Tamayo Pablo, Steinhardt George, Liberzon Arthur, Mesirov Jill P
The Eli and Edythe L. Broad Institute of Massachusetts Institute of Technology and Harvard University, Cambridge, MA, USA
Boston University Bioinformatics Program, Boston University, Boston, MA, USA.
Stat Methods Med Res. 2016 Feb;25(1):472-87. doi: 10.1177/0962280212460441. Epub 2012 Oct 14.
Since its first publication in 2003, the Gene Set Enrichment Analysis method, based on the Kolmogorov-Smirnov statistic, has been heavily used, modified, and also questioned. Recently a simplified approach using a one-sample t-test score to assess enrichment and ignoring gene-gene correlations was proposed by Irizarry et al. 2009 as a serious contender. The argument criticizes Gene Set Enrichment Analysis's nonparametric nature and its use of an empirical null distribution as unnecessary and hard to compute. We refute these claims by careful consideration of the assumptions of the simplified method and its results, including a comparison with Gene Set Enrichment Analysis's on a large benchmark set of 50 datasets. Our results provide strong empirical evidence that gene-gene correlations cannot be ignored due to the significant variance inflation they produced on the enrichment scores and should be taken into account when estimating gene set enrichment significance. In addition, we discuss the challenges that the complex correlation structure and multi-modality of gene sets pose more generally for gene set enrichment methods.

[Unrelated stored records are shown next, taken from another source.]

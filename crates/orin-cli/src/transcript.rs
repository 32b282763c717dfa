//! Session transcript: one JSON-lines file per conversation.
//!
//! The first line is a session header; every following line is one turn.
//! Lines are flushed as they are written so an interrupted session keeps
//! everything up to its last completed turn.

use std::fs::{File, OpenOptions};
use std::io::{self, BufWriter, Write};
use std::path::{Path, PathBuf};

use anyhow::{Context, Result};
use chrono::{Local, Utc};
use serde::Serialize;

use orin_core::{Role, TurnOutcome};

pub struct Transcript {
    path: PathBuf,
    writer: BufWriter<File>,
    lines: usize,
}

#[derive(Serialize)]
struct HeaderLine<'a> {
    timestamp: String,
    event_type: &'static str,
    model: &'a str,
    system_prompt: &'a str,
    window_size: usize,
}

#[derive(Serialize)]
struct TurnLine<'a> {
    timestamp: String,
    role: Role,
    content: &'a str,
    #[serde(skip_serializing_if = "Option::is_none")]
    verification: Option<String>,
    #[serde(skip_serializing_if = "Option::is_none")]
    elapsed_ms: Option<u128>,
}

/// What the header line records about the session.
pub struct SessionInfo<'a> {
    pub model: &'a str,
    pub system_prompt: &'a str,
    pub window_size: usize,
}

/// Open a new `session_<stamp>[_n].jsonl`, never reusing an existing file.
fn create_unique(dir: &Path, stamp: &str) -> io::Result<(PathBuf, File)> {
    let mut n = 0;
    loop {
        let name = if n == 0 {
            format!("session_{}.jsonl", stamp)
        } else {
            format!("session_{}_{}.jsonl", stamp, n)
        };
        let path = dir.join(name);
        match OpenOptions::new().write(true).create_new(true).open(&path) {
            Ok(file) => return Ok((path, file)),
            Err(e) if e.kind() == io::ErrorKind::AlreadyExists => n += 1,
            Err(e) => return Err(e),
        }
    }
}

impl Transcript {
    /// Create `session_<YYYYmmdd_HHMMSS>.jsonl` in `dir` and write its header.
    pub fn create(dir: &Path, info: &SessionInfo<'_>) -> Result<Self> {
        std::fs::create_dir_all(dir)
            .with_context(|| format!("Failed to create transcript directory: {}", dir.display()))?;

        let stamp = Local::now().format("%Y%m%d_%H%M%S").to_string();
        let (path, file) = create_unique(dir, &stamp)
            .with_context(|| format!("Failed to create transcript in {}", dir.display()))?;

        let mut transcript = Self {
            path,
            writer: BufWriter::new(file),
            lines: 0,
        };
        transcript.write_line(&HeaderLine {
            timestamp: Utc::now().to_rfc3339(),
            event_type: "session_start",
            model: info.model,
            system_prompt: info.system_prompt,
            window_size: info.window_size,
        })?;

        tracing::debug!(path = %transcript.path.display(), "Transcript started");
        Ok(transcript)
    }

    /// Append a completed question and its final answer.
    pub fn record_turn(&mut self, question: &str, outcome: &TurnOutcome) -> Result<()> {
        self.write_line(&TurnLine {
            timestamp: Utc::now().to_rfc3339(),
            role: Role::User,
            content: question,
            verification: None,
            elapsed_ms: None,
        })?;
        self.write_line(&TurnLine {
            timestamp: Utc::now().to_rfc3339(),
            role: Role::Assistant,
            content: &outcome.answer,
            verification: Some(outcome.verdict.to_string()),
            elapsed_ms: Some(outcome.elapsed.as_millis()),
        })
    }

    fn write_line<T: Serialize>(&mut self, line: &T) -> Result<()> {
        let json = serde_json::to_string(line).context("Failed to encode transcript line")?;
        writeln!(self.writer, "{}", json)
            .and_then(|_| self.writer.flush())
            .with_context(|| format!("Failed to write transcript: {}", self.path.display()))?;
        self.lines += 1;
        Ok(())
    }

    pub fn path(&self) -> &Path {
        &self.path
    }

    /// Lines written so far, header included.
    pub fn lines(&self) -> usize {
        self.lines
    }
}

impl Drop for Transcript {
    fn drop(&mut self) {
        let _ = self.writer.flush();
    }
}

#[cfg(test)]
mod tests {
    use super::*;
    use std::time::Duration;

    use orin_core::Verdict;

    fn info() -> SessionInfo<'static> {
        SessionInfo {
            model: "qwen.gguf",
            system_prompt: "Be brief.",
            window_size: 6,
        }
    }

    fn outcome(answer: &str) -> TurnOutcome {
        TurnOutcome {
            answer: answer.to_string(),
            reasoning: String::new(),
            verdict: Verdict::Verified,
            run: None,
            calls: 2,
            elapsed: Duration::from_millis(1500),
            raw_output: answer.to_string(),
            show_reasoning: false,
            generated_words: 1,
        }
    }

    #[test]
    fn test_transcript_writes_header_and_turns() {
        let dir = tempfile::tempdir().unwrap();
        let mut transcript = Transcript::create(dir.path(), &info()).unwrap();

        let name = transcript.path().file_name().unwrap().to_string_lossy().to_string();
        assert!(name.starts_with("session_"));
        assert!(name.ends_with(".jsonl"));

        transcript.record_turn("What is 2+2?", &outcome("4")).unwrap();
        assert_eq!(transcript.lines(), 3);

        // Flushed without dropping.
        let content = std::fs::read_to_string(transcript.path()).unwrap();
        let lines: Vec<serde_json::Value> = content
            .lines()
            .map(|l| serde_json::from_str(l).unwrap())
            .collect();

        assert_eq!(lines.len(), 3);
        assert_eq!(lines[0]["event_type"], "session_start");
        assert_eq!(lines[0]["window_size"], 6);
        assert_eq!(lines[1]["role"], "user");
        assert_eq!(lines[1]["content"], "What is 2+2?");
        assert!(lines[1].get("verification").is_none());
        assert_eq!(lines[2]["role"], "assistant");
        assert_eq!(lines[2]["content"], "4");
        assert_eq!(lines[2]["verification"], "verified");
        assert_eq!(lines[2]["elapsed_ms"], 1500);
    }

    #[test]
    fn test_new_sessions_get_new_files() {
        let dir = tempfile::tempdir().unwrap();
        let first = Transcript::create(dir.path(), &info()).unwrap();
        let second = Transcript::create(dir.path(), &info()).unwrap();
        assert_ne!(first.path(), second.path());
    }

    #[test]
    fn test_existing_file_is_never_reused() {
        let dir = tempfile::tempdir().unwrap();
        let taken = dir.path().join("session_20260101_120000.jsonl");
        std::fs::write(&taken, "keep").unwrap();

        let (path, _file) = create_unique(dir.path(), "20260101_120000").unwrap();
        assert_eq!(path, dir.path().join("session_20260101_120000_1.jsonl"));
        assert_eq!(std::fs::read_to_string(&taken).unwrap(), "keep");

        let (next, _file) = create_unique(dir.path(), "20260101_120000").unwrap();
        assert_eq!(next, dir.path().join("session_20260101_120000_2.jsonl"));
    }

    #[test]
    fn test_creates_missing_directory() {
        let dir = tempfile::tempdir().unwrap();
        let nested = dir.path().join("orin").join("sessions");
        let transcript = Transcript::create(&nested, &info()).unwrap();
        assert!(transcript.path().starts_with(&nested));
    }
}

自2003年首次发表以来,基于柯尔莫哥洛夫-斯米尔诺夫统计量的基因集富集分析方法得到了大量应用、改进,同时也受到了质疑。最近,Irizarry等人于2009年提出了一种简化方法,该方法使用单样本t检验分数来评估富集情况,并且忽略基因-基因相关性,被视为一种有力的竞争方法。该观点批评基因集富集分析的非参数性质及其使用经验性零分布是不必要的且难以计算。我们通过仔细考虑简化方法的假设及其结果,包括与基因集富集分析在50个数据集的大型基准集上进行比较,反驳了这些说法。我们的结果提供了强有力的经验证据,表明基因-基因相关性不能被忽略,因为它们会在富集分数上产生显著的方差膨胀,并且在估计基因集富集显著性时应予以考虑。此外,我们还讨论了基因集的复杂相关结构和多模态给基因集富集方法带来的更普遍挑战。